China turns to big data to gauge inflation
Updated: 2013-12-06 10:58
By Meng Jing (China Daily)
Through teaming up with high-tech companies, China's National Bureau of Statistics will start using big data technology to improve the collecting, processing and producing of the country's consumer price index, a key gauge of inflation.
Xian Zude, chief statistician with the NBS, said in an interview with xinhuanet.com on Wednesday that his bureau will use big data to achieve a "breakthrough" in the census of the CPI.
He added that the bureau will include data from Chinese e-commerce companies in official statistics in an effort to bring the CPI census to the next level and ease the time-consuming tasks of those doing the censuses and surveys.
Currently, when NBS conducts a census for the CPI, it randomly selects sample locations and sends people to knock on doors and do face-to-face interviews, Xian revealed in the interview.
It was the first time an NBS official has publicly discussed the strategy since the bureau signed a strategic partnership agreement in late November with 11 high-tech Chinese companies to develop big data technology.
The 11 companies, hailing from a number of different industries, include e-commerce giant Alibaba Group Holding Ltd, leading search engine Baidu Inc, China United Network Communications Co Ltd, the country's second-largest mobile operator; and the FANYA Metal Exchange, one of the largest spot trading and investing platforms for rare metals.
Ma Jiantang, head of the bureau, said at the signing ceremony of the strategic partnership that the era of producing, sharing and using data is coming.
"Big data will become the foundation of government management, social management and macro-economic control," Ma said.
"There are two things about big data technology that are special for us.
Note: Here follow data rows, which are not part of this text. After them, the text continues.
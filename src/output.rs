use std::path::PathBuf;

use serde::Serialize;

use crate::converter::ConversionResult;

/// Most failed sources kept by name; a long-running watch only counts the rest.
pub const MAX_LISTED_FAILURES: usize = 100;

/// Counters for one run of any conversion mode.
#[derive(Debug, Default, Serialize, PartialEq, Eq)]
pub struct RunSummary {
    pub total: usize,
    pub succeeded: usize,
    pub failed: usize,
    /// Where the PNG files were written.
    pub output_dir: PathBuf,
    /// The first `MAX_LISTED_FAILURES` sources whose conversion failed, in
    /// processing order.
    pub failures: Vec<PathBuf>,
}

impl RunSummary {
    pub fn new(output_dir: PathBuf) -> Self {
        Self {
            output_dir,
            ..Default::default()
        }
    }

    pub fn record(&mut self, result: &ConversionResult) {
        self.total += 1;
        if result.is_success() {
            self.succeeded += 1;
        } else {
            self.failed += 1;
            if self.failures.len() < MAX_LISTED_FAILURES {
                self.failures.push(result.source.clone());
            }
        }
    }
}

/// Print the end-of-run summary.
///
/// - `json = true`: a pretty-printed JSON object on stdout.
/// - `json = false`: a short human-readable block on stdout.
pub fn print_summary(summary: &RunSummary, json: bool) {
    if json {
        match serde_json::to_string_pretty(summary) {
            Ok(s) => println!("{}", s),
            Err(e) => eprintln!("error serialising summary: {}", e),
        }
        return;
    }

    println!("=== Conversion summary ===");
    println!("  total:     {}", summary.total);
    println!("  succeeded: {}", summary.succeeded);
    println!("  failed:    {}", summary.failed);
    println!("  saved to:  {}", summary.output_dir.display());
    for path in &summary.failures {
        println!("  ✗ {}", path.display());
    }
    let unlisted = summary.failed.saturating_sub(summary.failures.len());
    if unlisted > 0 {
        println!("  ✗ ... and {unlisted} more");
    }
}

const UNITS: &[char] = &['K', 'M', 'G', 'T', 'P', 'E'];

/// Human-readable byte count: plain bytes below 1024, otherwise base-1024
/// with two decimals (`2048` -> `"2.00 KB"`).
pub fn format_size(size: u64) -> String {
    if size < 1024 {
        return format!("{size} B");
    }

    let mut exp = 0usize;
    let mut scaled = size;
    while scaled >= 1024 && exp < UNITS.len() {
        scaled /= 1024;
        exp += 1;
    }
    let value = size as f64 / 1024f64.powi(exp as i32);
    format!("{:.2} {}B", value, UNITS[exp - 1])
}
One is the huge amount of data, and the other is that the data come in different forms," Xian said, adding that along with numbers, pictures and text also can be included in statistical work using big data technology.
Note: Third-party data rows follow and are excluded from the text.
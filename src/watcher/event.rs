use std::path::{Path, PathBuf};

use notify::EventKind;

/// One notification after classification, consumed once by the dispatch loop.
#[derive(Debug, Clone, PartialEq, Eq)]
pub enum WatchEvent {
    /// A file appeared in the watched directory. Carries the name as reported.
    Created(PathBuf),
    /// An existing file changed.
    Modified(PathBuf),
    /// The backend dropped notifications; nothing is known about which files.
    Overflow,
}

impl WatchEvent {
    /// Name carried by the event, if any.
    pub fn name(&self) -> Option<&Path> {
        match self {
            WatchEvent::Created(p) | WatchEvent::Modified(p) => Some(p),
            WatchEvent::Overflow => None,
        }
    }
}

/// Translate one raw `notify` result into zero or more watch events.
///
/// - backend error, or an event flagged for rescan -> `Overflow`
/// - `Create` -> `Created`, `Modify` -> `Modified`, one per path
/// - everything else (access, remove, other) is dropped
pub fn classify(raw: notify::Result<notify::Event>) -> Vec<WatchEvent> {
    let event = match raw {
        Ok(event) => event,
        Err(_) => return vec![WatchEvent::Overflow],
    };

    if event.need_rescan() {
        return vec![WatchEvent::Overflow];
    }

    let wrap: fn(PathBuf) -> WatchEvent = match event.kind {
        EventKind::Create(_) => WatchEvent::Created,
        EventKind::Modify(_) => WatchEvent::Modified,
        _ => return Vec::new(),
    };

    event.paths.into_iter().map(wrap).collect()
}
By cooperating with the 11 companies, the bureau can explore how to use the technology in official statistics and make its statistics more scientific, he said.
Xian said the reason the bureau chose to cooperate with the 11 companies is because they either produce or collect data. "This is only our first step," he said. "We will cooperate with more companies in the future."
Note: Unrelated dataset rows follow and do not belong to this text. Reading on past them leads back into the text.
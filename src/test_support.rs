//! Fixtures shared by unit tests.

/// A minimal flattened PSD: 8-bit RGB, no layers, raw (uncompressed) image
/// data filled with a single colour.
pub fn psd_bytes(width: u32, height: u32, rgb: [u8; 3]) -> Vec<u8> {
    let mut b = Vec::new();

    // File header.
    b.extend_from_slice(b"8BPS");
    b.extend_from_slice(&1u16.to_be_bytes());
    b.extend_from_slice(&[0u8; 6]);
    b.extend_from_slice(&3u16.to_be_bytes());
    b.extend_from_slice(&height.to_be_bytes());
    b.extend_from_slice(&width.to_be_bytes());
    b.extend_from_slice(&8u16.to_be_bytes());
    b.extend_from_slice(&3u16.to_be_bytes());

    // Colour mode data and image resources: empty.
    b.extend_from_slice(&0u32.to_be_bytes());
    b.extend_from_slice(&0u32.to_be_bytes());

    // Layer and mask information: zero layers, no global mask.
    b.extend_from_slice(&10u32.to_be_bytes());
    b.extend_from_slice(&2u32.to_be_bytes());
    b.extend_from_slice(&0i16.to_be_bytes());
    b.extend_from_slice(&0u32.to_be_bytes());

    // Merged image data, planar R, G, B.
    b.extend_from_slice(&0u16.to_be_bytes());
    let plane = (width * height) as usize;
    for channel in rgb {
        b.extend(std::iter::repeat_n(channel, plane));
    }

    b
}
Huang Linli, a senior analyst with Baidu Inc, said her company has some natural advantages in developing big data technology.
"Netizens' search requests exceed 5 billion a day on baidu.com. The data generated from those searches will be very valuable to the government for making predications on the economy, as well as other sectors."
Hu Tingting, a big data analyst with the Beijing-based Analysys International, an Internet market consulting firm, said it is a good thing for the government and that more and more companies are aware of the value of data.